Особо интересовало исповедника, не используют ли его духовные чада в колдовской практике главный символ христианства: «Кресту Христову не поругался ли еси?», «Или крест под ноги клала?».[223]Эти вопросы встречаются в женской и мужской части требников и в XVII в., что не удивительно. По наблюдению М. В. Корогодиной, крест под пятку клали колдуны для отречения от Христа и призывания Сатаны, о чем говорят записи заговоров XVII–XVIII вв.[224] Поэтому статьи о поругании креста эта исследовательница в отличие от Я. Н. Щапова справедливо считает направленными не против порчи христианского символа, а против его использования в магических целях.[225]

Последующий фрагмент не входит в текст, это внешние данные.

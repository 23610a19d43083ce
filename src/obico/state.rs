//! Persisted Obico print-timestamp reconciliation (spec §4.8).
//!
//! Obico uses `(filename, timestamp)` as the external id for an ongoing
//! print. Recomputing the timestamp on every reconnect would desync the
//! remote service's notion of "which print is this", so the pair is
//! written to a single JSON file after every observed print start and
//! reloaded at startup.

use std::path::{Path, PathBuf};

use serde::{Deserialize, Serialize};
use tokio::fs;
use tracing::debug;

use crate::error::Result;

const ONGOING_PRINT_MIN_AGE: u64 = 60;

#[derive(Debug, Clone, Serialize, Deserialize, PartialEq, Eq)]
pub struct ObicoPrintState {
    pub filename: String,
    /// Unix epoch seconds, used verbatim as Obico's `current_print_ts`.
    pub timestamp: u64,
}

pub struct ObicoStateStore {
    path: PathBuf,
}

impl ObicoStateStore {
    pub fn new(printer: &str, runtime_dir: impl AsRef<Path>) -> Self {
        Self { path: runtime_dir.as_ref().join(format!("obico-state-{printer}.json")) }
    }

    pub async fn load(&self) -> Option<ObicoPrintState> {
        let bytes = fs::read(&self.path).await.ok()?;
        serde_json::from_slice(&bytes).ok()
    }

    pub async fn save(&self, state: &ObicoPrintState) -> Result<()> {
        let json = serde_json::to_vec_pretty(state)?;
        fs::write(&self.path, json).await?;
        Ok(())
    }

    /// Resolves the `current_print_ts` to report for `filename`, ongoing for
    /// `print_age_secs` seconds, against whatever moonraker's job history
    /// derives as the fallback if no saved state matches (spec §4.8: "if a
    /// saved `{filename, timestamp}` matches the ongoing filename and the
    /// print has already run > 60s, reuse the saved timestamp; otherwise
    /// derive from Moonraker's job history").
    pub async fn reconcile(&self, filename: &str, print_age_secs: u64, fallback_timestamp: u64) -> ObicoPrintState {
        if print_age_secs > ONGOING_PRINT_MIN_AGE {
            if let Some(saved) = self.load().await {
                if saved.filename == filename {
                    debug!(filename, timestamp = saved.timestamp, "reusing saved obico print timestamp");
                    return saved;
                }
            }
        }

        let state = ObicoPrintState { filename: filename.to_string(), timestamp: fallback_timestamp };
        if let Err(e) = self.save(&state).await {
            debug!(error = %e, "failed to persist obico print state");
        }
        state
    }
}

#[cfg(test)]
mod tests {
    use super::*;

    #[tokio::test]
    async fn reconcile_reuses_saved_timestamp_for_long_running_print() {
        let dir = tempfile::tempdir().unwrap();
        let store = ObicoStateStore::new("k1", dir.path());
        store.save(&ObicoPrintState { filename: "part.gcode".to_string(), timestamp: 1000 }).await.unwrap();

        let resolved = store.reconcile("part.gcode", 120, 9999).await;
        assert_eq!(resolved.timestamp, 1000);
    }

    #[tokio::test]
    async fn reconcile_falls_back_when_filename_differs() {
        let dir = tempfile::tempdir().unwrap();
        let store = ObicoStateStore::new("k1", dir.path());
        store.save(&ObicoPrintState { filename: "old.gcode".to_string(), timestamp: 1000 }).await.unwrap();

        let resolved = store.reconcile("new.gcode", 120, 4242).await;
        assert_eq!(resolved.timestamp, 4242);
        assert_eq!(resolved.filename, "new.gcode");
    }

    #[tokio::test]
    async fn reconcile_falls_back_when_print_is_young() {
        let dir = tempfile::tempdir().unwrap();
        let store = ObicoStateStore::new("k1", dir.path());
        store.save(&ObicoPrintState { filename: "part.gcode".to_string(), timestamp: 1000 }).await.unwrap();

        let resolved = store.reconcile("part.gcode", 5, 4242).await;
        assert_eq!(resolved.timestamp, 4242);
    }
}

Обвинения в неподобном использовании символа креста могли предъявляться и представителям церкви. В послании 1488 г. новгородский архиепископ Геннадий рассказывал суздальскому епископу Нифонту: «Да с Ояти привели ко мне попа да диака, и они крестиянину дали крест телник древо плакун, да на кресте том вырезан сором женской да и мужской, и христианин де и с тех мест начал сохнути, да не много болел да умерл».[226] По мнению Н. А. Криничной, крест из плакуна был изготовлен в соответствии с предписаниями травников, в которых плакун значился как средство против бесов
и колдовских чар. Считалось также, что корень плакуна дает магическую силу и власть над травами. Обычно его привязывали к нательному крестику или навешивали на шелковый пояс, а молитва священника давала такому корню дополнительную силу.[227]